» Task instructions
What is needed here is an exact repetition of the records below, beginning at the line that has "a valid timestamp." and stopping after the line that has "fn fifo() ->".

Data records:
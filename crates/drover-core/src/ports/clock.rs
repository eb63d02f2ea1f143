//! Clock port - 時刻の抽象化
//!
//! Aging は経過時間で優先度が変わるので、テストでは ManualClock で
//! 時刻を進めて決定的に検証する。

use chrono::{DateTime, Duration, Utc};
use std::sync::Mutex;

/// Clock は現在時刻を提供
pub trait Clock: Send + Sync {
    fn now(&self) -> DateTime<Utc>;
}

/// Wall clock.
#[derive(Debug, Clone, Copy, Default)]
pub struct SystemClock;

impl Clock for SystemClock {
    fn now(&self) -> DateTime<Utc> {
        Utc::now()
    }
}

/// Clock that only moves when told to.
#[derive(Debug)]
pub struct ManualClock {
    now: Mutex<DateTime<Utc>>,
}

impl ManualClock {
    pub fn new(start: DateTime<Utc>) -> Self {
        Self {
            now: Mutex::new(start),
        }
    }

    pub fn set(&self, at: DateTime<Utc>) {
        *self.lock() = at;
    }

    pub fn advance(&self, by: Duration) {
        let mut now = self.lock();
        *now += by;
    }

    fn lock(&self) -> std::sync::MutexGuard<'_, DateTime<Utc>> {
        // A poisoned clock still holds a valid timestamp.
        self.now.lock().unwrap_or_else(|poisoned| poisoned.into_inner())
    }
}

impl Clock for ManualClock {
    fn now(&self) -> DateTime<Utc> {
        *self.lock()
    }
}
#[cfg(test)]
mod tests {
    use super::*;
    use crate::broker::FifoBroker;
    use crate::domain::Priority;
    use crate::error::HandlerError;
    use crate::impls::MemoryStore;
    use crate::runtime::FnHandler;
    use std::sync::atomic::AtomicUsize;

    fn fifo() -> (Arc<MemoryStore>, Arc<dyn Broker>) {
        let store = Arc::new(MemoryStore::new());
        let broker: Arc<dyn Broker> = Arc::new(FifoBroker::new(store.clone(), "q"));
        (store, broker)
    }

    fn task(ty: &str, payload: &[u8]) -> Task {
        Task::new(TaskType::new(ty).unwrap(), Priority::MEDIUM, payload.to_vec())
    }

    async fn wait_until(pool: &WorkerPool, done: impl Fn(PoolCounts) -> bool) {
        let board = pool.status_board();
        tokio::time::timeout(Duration::from_secs(5), async {
            while !done(board.counts()) {
                tokio::time::sleep(Duration::from_millis(5)).await;
            }
        })
        .await
        .expect("pool did not reach expected counts");
    }

    #[tokio::test]
    async fn runs_handlers_and_reports_outcomes() {
        let (_store, broker) = fifo();
        let pool = Arc::new(
            WorkerPool::builder("w", broker.clone())
                .concurrency(2)
                .register_task(
                    "echo",
                    Arc::new(FnHandler::new(|payload: Vec<u8>, _| async move {
                        if payload == b"bad" {
                            Err(HandlerError::new("bad payload"))
                        } else {
                            Ok(())
                        }
                    })),
                )
                .unwrap()
                .build(),
        );

        broker.enqueue(&task("echo", b"a")).await.unwrap();
        broker.enqueue(&task("echo", b"bad")).await.unwrap();
        broker.enqueue(&task("unknown", b"")).await.unwrap();

        let cancel = CancellationToken::new();
        let run = tokio::spawn({
            let pool = pool.clone();
            let cancel = cancel.clone();
            async move { pool.start(cancel).await }
        });

        wait_until(&pool, |c| c.completed + c.failed + c.dropped == 3).await;
        cancel.cancel();
        let report = run.await.unwrap();

        assert_eq!(report.workers, 2);
        assert_eq!(report.aborted, 0);
        assert_eq!(
            report.counts,
            PoolCounts {
                active: 0,
                completed: 1,
                failed: 1,
                dropped: 1
            }
        );
        assert!(
            pool.worker_states()
                .iter()
                .all(|s| *s == WorkerState::Stopped)
        );
    }

    #[tokio::test]
    async fn idle_workers_wait_in_dequeue() {
        let (_store, broker) = fifo();
        let pool = Arc::new(WorkerPool::new("w", broker, 3, Arc::new(HandlerRegistry::new())));
        assert_eq!(pool.worker_states(), vec![WorkerState::Idle; 3]);

        let cancel = CancellationToken::new();
        let run = tokio::spawn({
            let pool = pool.clone();
            let cancel = cancel.clone();
            async move { pool.start(cancel).await }
        });

        tokio::time::timeout(Duration::from_secs(5), async {
            while pool.worker_states() != vec![WorkerState::Dequeuing; 3] {
                tokio::time::sleep(Duration::from_millis(5)).await;
            }
        })
        .await
        .unwrap();

        cancel.cancel();
        run.await.unwrap();
        assert_eq!(pool.worker_states(), vec![WorkerState::Stopped; 3]);
    }

    #[tokio::test]
    async fn backs_off_during_outage_and_recovers() {
        let (store, broker) = fifo();
        let ran = Arc::new(AtomicUsize::new(0));
        let pool = Arc::new(
            WorkerPool::builder("w", broker.clone())
                .concurrency(1)
                .error_backoff(Duration::from_millis(10))
                .register_task(
                    "echo",
                    Arc::new(FnHandler::new({
                        let ran = ran.clone();
                        move |_, _| {
                            let ran = ran.clone();
                            async move {
                                ran.fetch_add(1, Ordering::SeqCst);
                                Ok::<(), HandlerError>(())
                            }
                        }
                    })),
                )
                .unwrap()
                .build(),
        );

        broker.enqueue(&task("echo", b"x")).await.unwrap();
        store.set_unavailable(true);

        let cancel = CancellationToken::new();
        let run = tokio::spawn({
            let pool = pool.clone();
            let cancel = cancel.clone();
            async move { pool.start(cancel).await }
        });

        tokio::time::sleep(Duration::from_millis(50)).await;
        assert_eq!(ran.load(Ordering::SeqCst), 0);

        store.set_unavailable(false);
        wait_until(&pool, |c| c.completed == 1).await;
        cancel.cancel();
        run.await.unwrap();
        assert_eq!(ran.load(Ordering::SeqCst), 1);
    }

    #[tokio::test]
    async fn stragglers_are_aborted_after_grace() {
        let (_store, broker) = fifo();
        let pool = Arc::new(
            WorkerPool::builder("w", broker.clone())
                .concurrency(1)
                .shutdown_grace(Duration::from_millis(20))
                .register_task(
                    "slow",
                    Arc::new(FnHandler::new(|_, _| async {
                        tokio::time::sleep(Duration::from_secs(60)).await;
                        Ok::<(), HandlerError>(())
                    })),
                )
                .unwrap()
                .build(),
        );
        broker.enqueue(&task("slow", b"")).await.unwrap();

        let cancel = CancellationToken::new();
        let run = tokio::spawn({
            let pool = pool.clone();
            let cancel = cancel.clone();
            async move { pool.start(cancel).await }
        });
        wait_until(&pool, |c| c.active == 1).await;

        cancel.cancel();
        let report = run.await.unwrap();
        assert_eq!(report.aborted, 1);
        assert_eq!(report.counts.active, 1);
        assert_eq!(pool.worker_states(), vec![WorkerState::Stopped]);
    }

    #[test]
    fn duplicate_registration_fails_the_builder() {
        let (_store, broker) = fifo();
        let handler: Arc<dyn TaskHandler> =
            Arc::new(FnHandler::new(|_, _| async { Ok::<(), HandlerError>(()) }));
        let res = WorkerPool::builder("w", broker)
            .register_task("echo", handler.clone())
            .unwrap()
            .register_task("echo", handler);
        assert!(matches!(res, Err(DroverError::DuplicateHandler(_))));
    }
}
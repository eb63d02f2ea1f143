use std::collections::HashMap;
use std::future::Future;
use std::sync::Arc;

use async_trait::async_trait;
use tokio_util::sync::CancellationToken;

use crate::domain::TaskType;
use crate::error::{DroverError, HandlerError};

/// A handler for a specific task type.
///
/// Gets the raw payload so it can decode it however it likes (JSON, bytes...).
/// `cancel` is the pool's shutdown token; long handlers may watch it, but the
/// pool never interrupts them.
#[async_trait]
pub trait TaskHandler: Send + Sync {
    async fn handle(&self, cancel: &CancellationToken, payload: &[u8]) -> Result<(), HandlerError>;
}

/// Adapts an async closure into a [`TaskHandler`].
///
/// ```ignore
/// FnHandler::new(|payload, _cancel| async move {
///     println!("{}", String::from_utf8_lossy(&payload));
///     Ok(())
/// })
/// ```
pub struct FnHandler<F> {
    f: F,
}

impl<F, Fut> FnHandler<F>
where
    F: Fn(Vec<u8>, CancellationToken) -> Fut + Send + Sync,
    Fut: Future<Output = Result<(), HandlerError>> + Send,
{
    pub fn new(f: F) -> Self {
        Self { f }
    }
}

#[async_trait]
impl<F, Fut> TaskHandler for FnHandler<F>
where
    F: Fn(Vec<u8>, CancellationToken) -> Fut + Send + Sync,
    Fut: Future<Output = Result<(), HandlerError>> + Send,
{
    async fn handle(&self, cancel: &CancellationToken, payload: &[u8]) -> Result<(), HandlerError> {
        (self.f)(payload.to_vec(), cancel.clone()).await
    }
}

/// Registry of handlers (task_type -> handler).
///
/// Design:
/// - Built during initialization (mutable).
/// - Shared read-only by every worker once the pool starts.
#[derive(Default)]
pub struct HandlerRegistry {
    handlers: HashMap<TaskType, Arc<dyn TaskHandler>>,
}

impl HandlerRegistry {
    pub fn new() -> Self {
        Self {
            handlers: HashMap::new(),
        }
    }

    /// Register a handler for a task type. A second handler for the same
    /// type is rejected.
    pub fn register(
        &mut self,
        task_type: TaskType,
        handler: Arc<dyn TaskHandler>,
    ) -> Result<(), DroverError> {
        if self.handlers.contains_key(&task_type) {
            return Err(DroverError::DuplicateHandler(task_type));
        }
        self.handlers.insert(task_type, handler);
        Ok(())
    }

    pub fn get(&self, task_type: &TaskType) -> Option<&Arc<dyn TaskHandler>> {
        self.handlers.get(task_type)
    }

    /// Registered types, sorted.
    pub fn task_types(&self) -> Vec<&TaskType> {
        let mut types: Vec<_> = self.handlers.keys().collect();
        types.sort_by(|a, b| a.as_str().cmp(b.as_str()));
        types
    }

    pub fn len(&self) -> usize {
        self.handlers.len()
    }

    pub fn is_empty(&self) -> bool {
        self.handlers.is_empty()
    }
}
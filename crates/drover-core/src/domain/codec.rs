//! Wire codec: Task <-> stored record.
//!
//! The record is flat JSON with stable field names
//! (`id`, `type`, `payload`, `priority`, `created_at`, `status`).
//! `payload` is standard base64, `created_at` is RFC 3339 with full
//! sub-second precision.

use super::Task;
use crate::error::DroverError;

pub fn encode(task: &Task) -> Result<String, DroverError> {
    Ok(serde_json::to_string(task)?)
}

pub fn decode(record: &str) -> Result<Task, DroverError> {
    Ok(serde_json::from_str(record)?)
}
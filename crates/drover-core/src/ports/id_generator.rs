//! IdGenerator port - ID 生成の抽象化
//!
//! Clock から timestamp を取るので、ManualClock を使えば
//! ID の時刻部分もテストで固定できる。

use std::sync::Arc;

use ulid::Ulid;

use crate::domain::TaskId;
use crate::ports::Clock;

pub trait IdGenerator: Send + Sync {
    fn generate_task_id(&self) -> TaskId;
}

/// ULID ベースの ID 生成器（時刻 + 80bit 乱数）
pub struct UlidGenerator {
    clock: Arc<dyn Clock>,
}

impl UlidGenerator {
    pub fn new(clock: Arc<dyn Clock>) -> Self {
        Self { clock }
    }
}

impl IdGenerator for UlidGenerator {
    fn generate_task_id(&self) -> TaskId {
        let timestamp_ms = self.clock.now().timestamp_millis().max(0) as u64;
        TaskId::from(Ulid::from_parts(timestamp_ms, rand::random()))
    }
}
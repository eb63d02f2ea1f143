//! RedisStore - 本番用の StoreAdapter
//!
//! - sorted collection: ZADD / BZPOPMAX / ZADD XX（存在するメンバーだけ更新）
//! - fifo collection:   LPUSH / BRPOP
//!
//! Blocking pops run on dedicated multiplexed connections so they do not
//! stall the shared `ConnectionManager`. Those connections are kept in an
//! idle list and reused, so there is at most one per concurrent consumer.
//! Pops use a bounded server timeout and check the cancellation token between
//! polls. A pop that is already in flight is never abandoned, because Redis
//! may have removed the member.

use std::sync::{Mutex, MutexGuard};
use std::time::Duration;

use async_trait::async_trait;
use redis::aio::{ConnectionManager, MultiplexedConnection};
use redis::{AsyncCommands, FromRedisValue};
use tokio_util::sync::CancellationToken;
use tracing::debug;

use crate::ports::{StoreAdapter, StoreError};

impl From<redis::RedisError> for StoreError {
    fn from(err: redis::RedisError) -> Self {
        StoreError::Unavailable(err.to_string())
    }
}

fn closed() -> StoreError {
    StoreError::Unavailable("store closed".to_string())
}

fn lock<T>(m: &Mutex<T>) -> MutexGuard<'_, T> {
    m.lock().unwrap_or_else(|poisoned| poisoned.into_inner())
}

pub struct RedisStore {
    client: redis::Client,
    /// `None` after `close`.
    redis: Mutex<Option<ConnectionManager>>,
    /// Blocking-pop connections not currently in use.
    idle: Mutex<Vec<MultiplexedConnection>>,
    block_timeout: Duration,
}

impl RedisStore {
    /// Connects and pings the server.
    pub async fn connect(redis_url: &str, block_timeout: Duration) -> Result<Self, StoreError> {
        let client = redis::Client::open(redis_url)?;
        let mut redis = ConnectionManager::new(client.clone()).await?;
        let _: String = redis::cmd("PING").query_async(&mut redis).await?;
        debug!(redis_url, "connected to redis");

        Ok(Self {
            client,
            redis: Mutex::new(Some(redis)),
            idle: Mutex::new(Vec::new()),
            block_timeout,
        })
    }

    fn conn(&self) -> Result<ConnectionManager, StoreError> {
        lock(&self.redis).clone().ok_or_else(closed)
    }

    fn is_closed(&self) -> bool {
        lock(&self.redis).is_none()
    }

    /// Reuse an idle blocking connection or open a new one.
    async fn checkout(&self) -> Result<MultiplexedConnection, StoreError> {
        if self.is_closed() {
            return Err(closed());
        }
        if let Some(conn) = lock(&self.idle).pop() {
            return Ok(conn);
        }
        debug!("opening blocking connection");
        Ok(self.client.get_multiplexed_async_connection().await?)
    }

    fn checkin(&self, conn: MultiplexedConnection) {
        if !self.is_closed() {
            lock(&self.idle).push(conn);
        }
    }

    /// Number of blocking connections waiting for reuse.
    pub fn idle_connections(&self) -> usize {
        lock(&self.idle).len()
    }

    fn block_secs(&self) -> f64 {
        // 0 would mean "block forever" to Redis
        self.block_timeout.as_secs_f64().max(0.01)
    }

    /// Poll `command collection timeout` until it returns a value or `cancel`
    /// fires. A connection that saw an error is dropped, not reused.
    async fn blocking_pop<T: FromRedisValue>(
        &self,
        command: &str,
        collection: &str,
        cancel: &CancellationToken,
    ) -> Result<T, StoreError> {
        let mut conn = self.checkout().await?;
        let res = loop {
            if cancel.is_cancelled() {
                break Err(StoreError::Cancelled);
            }
            let reply: Option<T> = redis::cmd(command)
                .arg(collection)
                .arg(self.block_secs())
                .query_async(&mut conn)
                .await?;
            if let Some(reply) = reply {
                break Ok(reply);
            }
        };
        self.checkin(conn);
        res
    }
}

#[async_trait]
impl StoreAdapter for RedisStore {
    async fn push_sorted(
        &self,
        collection: &str,
        member: &str,
        score: f64,
    ) -> Result<(), StoreError> {
        let mut conn = self.conn()?;
        conn.zadd::<_, _, _, ()>(collection, member, score).await?;
        Ok(())
    }

    async fn push_fifo(&self, collection: &str, member: &str) -> Result<(), StoreError> {
        let mut conn = self.conn()?;
        conn.lpush::<_, _, ()>(collection, member).await?;
        Ok(())
    }

    async fn pop_max_blocking(
        &self,
        collection: &str,
        cancel: &CancellationToken,
    ) -> Result<(String, f64), StoreError> {
        // [key, member, score] or nil on timeout
        let (_, member, score): (String, String, f64) =
            self.blocking_pop("BZPOPMAX", collection, cancel).await?;
        Ok((member, score))
    }

    async fn pop_fifo_blocking(
        &self,
        collection: &str,
        cancel: &CancellationToken,
    ) -> Result<String, StoreError> {
        // LPUSH + BRPOP = FIFO
        let (_, member): (String, String) = self.blocking_pop("BRPOP", collection, cancel).await?;
        Ok(member)
    }

    async fn rescore_batch(
        &self,
        collection: &str,
        updates: &[(String, f64)],
    ) -> Result<usize, StoreError> {
        if updates.is_empty() {
            return Ok(0);
        }
        let mut conn = self.conn()?;

        // XX: never add a member that a consumer already popped
        let mut pipe = redis::pipe();
        pipe.atomic();
        for (member, score) in updates {
            pipe.cmd("ZADD")
                .arg(collection)
                .arg("XX")
                .arg("CH")
                .arg(*score)
                .arg(member);
        }
        let changed: Vec<usize> = pipe.query_async(&mut conn).await?;
        Ok(changed.into_iter().sum())
    }

    async fn snapshot(&self, collection: &str) -> Result<Vec<(String, f64)>, StoreError> {
        let mut conn = self.conn()?;
        let mut members: Vec<(String, f64)> = conn.zrange_withscores(collection, 0, -1).await?;
        members.reverse();
        Ok(members)
    }

    async fn len(&self, collection: &str) -> Result<usize, StoreError> {
        let mut conn = self.conn()?;
        let kind: String = redis::cmd("TYPE").arg(collection).query_async(&mut conn).await?;
        let len: usize = match kind.as_str() {
            "zset" => conn.zcard(collection).await?,
            "list" => conn.llen(collection).await?,
            _ => 0,
        };
        Ok(len)
    }

    async fn close(&self) -> Result<(), StoreError> {
        // dropping the last handles closes the sockets
        let manager = lock(&self.redis).take();
        let idle = std::mem::take(&mut *lock(&self.idle));
        if manager.is_some() {
            debug!(blocking_connections = idle.len(), "redis store closed");
        }
        Ok(())
    }
}
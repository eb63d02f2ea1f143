//! File configuration (YAML).
//!
//! Every field has a default, so an empty file (or no file) is a valid
//! in-memory, priority-aging setup.

use std::fmt;
use std::path::{Path, PathBuf};
use std::str::FromStr;
use std::time::Duration;

use serde::{Deserialize, Serialize};
use thiserror::Error;

use crate::error::DroverError;

#[derive(Debug, Error)]
pub enum ConfigError {
    #[error("failed to read {path}: {source}")]
    Io {
        path: PathBuf,
        #[source]
        source: std::io::Error,
    },

    #[error("failed to parse config: {0}")]
    Parse(#[from] serde_yaml::Error),

    #[error("invalid config: {0}")]
    Invalid(String),
}

impl From<ConfigError> for DroverError {
    fn from(err: ConfigError) -> Self {
        DroverError::Validation(err.to_string())
    }
}

#[derive(Debug, Clone, Default, PartialEq, Serialize, Deserialize)]
#[serde(default)]
pub struct DroverConfig {
    pub store: StoreConfig,
    pub broker: BrokerConfig,
    pub worker: WorkerConfig,
}

impl DroverConfig {
    pub fn from_file(path: impl AsRef<Path>) -> Result<Self, ConfigError> {
        let path = path.as_ref();
        let contents = std::fs::read_to_string(path).map_err(|source| ConfigError::Io {
            path: path.to_path_buf(),
            source,
        })?;
        Self::from_yaml(&contents)
    }

    pub fn from_yaml(contents: &str) -> Result<Self, ConfigError> {
        let config: DroverConfig = serde_yaml::from_str(contents)?;
        config.validate()?;
        Ok(config)
    }

    pub fn validate(&self) -> Result<(), ConfigError> {
        if self.store.collection.trim().is_empty() {
            return Err(ConfigError::Invalid("store.collection must not be empty".into()));
        }
        if self.store.kind == StoreKind::Redis && self.store.redis_url.trim().is_empty() {
            return Err(ConfigError::Invalid("store.redis_url is required for redis".into()));
        }
        if !self.broker.aging_factor.is_finite() || self.broker.aging_factor < 0.0 {
            return Err(ConfigError::Invalid(format!(
                "broker.aging_factor must be a finite non-negative number, got {}",
                self.broker.aging_factor
            )));
        }
        if self.broker.rescore_interval_ms == 0 {
            return Err(ConfigError::Invalid("broker.rescore_interval_ms must be > 0".into()));
        }
        if self.worker.concurrency == 0 {
            return Err(ConfigError::Invalid("worker.concurrency must be > 0".into()));
        }
        Ok(())
    }
}

#[derive(Debug, Clone, Copy, Default, PartialEq, Eq, Serialize, Deserialize)]
#[serde(rename_all = "snake_case")]
pub enum StoreKind {
    #[default]
    Memory,
    Redis,
}

#[derive(Debug, Clone, PartialEq, Serialize, Deserialize)]
#[serde(default)]
pub struct StoreConfig {
    pub kind: StoreKind,
    pub redis_url: String,
    /// Key of the sorted set (priority) or list (fifo).
    pub collection: String,
    /// Server-side timeout of one blocking pop; bounds cancellation latency.
    pub block_timeout_ms: u64,
}

impl StoreConfig {
    pub fn block_timeout(&self) -> Duration {
        Duration::from_millis(self.block_timeout_ms)
    }
}

impl Default for StoreConfig {
    fn default() -> Self {
        Self {
            kind: StoreKind::Memory,
            redis_url: "redis://127.0.0.1:6379".to_string(),
            collection: "tasks".to_string(),
            block_timeout_ms: 1_000,
        }
    }
}

#[derive(Debug, Clone, Copy, Default, PartialEq, Eq, Hash, Serialize, Deserialize)]
#[serde(rename_all = "snake_case")]
pub enum BrokerStrategy {
    Fifo,
    #[default]
    PriorityAging,
}

impl BrokerStrategy {
    pub fn as_str(self) -> &'static str {
        match self {
            BrokerStrategy::Fifo => "fifo",
            BrokerStrategy::PriorityAging => "priority_aging",
        }
    }
}

impl fmt::Display for BrokerStrategy {
    fn fmt(&self, f: &mut fmt::Formatter<'_>) -> fmt::Result {
        f.write_str(self.as_str())
    }
}

impl FromStr for BrokerStrategy {
    type Err = ConfigError;

    fn from_str(s: &str) -> Result<Self, Self::Err> {
        match s.trim().to_ascii_lowercase().replace('-', "_").as_str() {
            "fifo" => Ok(BrokerStrategy::Fifo),
            "priority_aging" | "priority" => Ok(BrokerStrategy::PriorityAging),
            _ => Err(ConfigError::Invalid(format!("unknown broker strategy: {s}"))),
        }
    }
}

#[derive(Debug, Clone, PartialEq, Serialize, Deserialize)]
#[serde(default)]
pub struct BrokerConfig {
    pub strategy: BrokerStrategy,
    /// Priority gained per second of waiting.
    pub aging_factor: f64,
    pub rescore_interval_ms: u64,
}

impl BrokerConfig {
    pub fn rescore_interval(&self) -> Duration {
        Duration::from_millis(self.rescore_interval_ms)
    }
}

impl Default for BrokerConfig {
    fn default() -> Self {
        Self {
            strategy: BrokerStrategy::PriorityAging,
            aging_factor: 0.1,
            rescore_interval_ms: 1_000,
        }
    }
}

#[derive(Debug, Clone, PartialEq, Eq, Serialize, Deserialize)]
#[serde(default)]
pub struct WorkerConfig {
    pub id: String,
    pub concurrency: usize,
    pub shutdown_grace_ms: u64,
    pub error_backoff_ms: u64,
}

impl WorkerConfig {
    pub const DEFAULT_CONCURRENCY: usize = 5;
    pub const DEFAULT_SHUTDOWN_GRACE: Duration = Duration::from_millis(2_000);
    pub const DEFAULT_ERROR_BACKOFF: Duration = Duration::from_millis(500);

    pub fn shutdown_grace(&self) -> Duration {
        Duration::from_millis(self.shutdown_grace_ms)
    }

    pub fn error_backoff(&self) -> Duration {
        Duration::from_millis(self.error_backoff_ms)
    }
}

impl Default for WorkerConfig {
    fn default() -> Self {
        Self {
            id: format!("worker-{}", std::process::id()),
            concurrency: Self::DEFAULT_CONCURRENCY,
            shutdown_grace_ms: Self::DEFAULT_SHUTDOWN_GRACE.as_millis() as u64,
            error_backoff_ms: Self::DEFAULT_ERROR_BACKOFF.as_millis() as u64,
        }
    }
}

» Result
        // A poisoned clock still holds a valid timestamp.
        self.now.lock().unwrap_or_else(|poisoned| poisoned.into_inner())
    }
}

impl Clock for ManualClock {
    fn now(&self) -> DateTime<Utc> {
        *self.lock()
    }
}
#[cfg(test)]
mod tests {
    use super::*;
    use crate::broker::FifoBroker;
    use crate::domain::Priority;
    use crate::error::HandlerError;
    use crate::impls::MemoryStore;
    use crate::runtime::FnHandler;
    use std::sync::atomic::AtomicUsize;

    fn fifo() -> (Arc<MemoryStore>, Arc<dyn Broker>) {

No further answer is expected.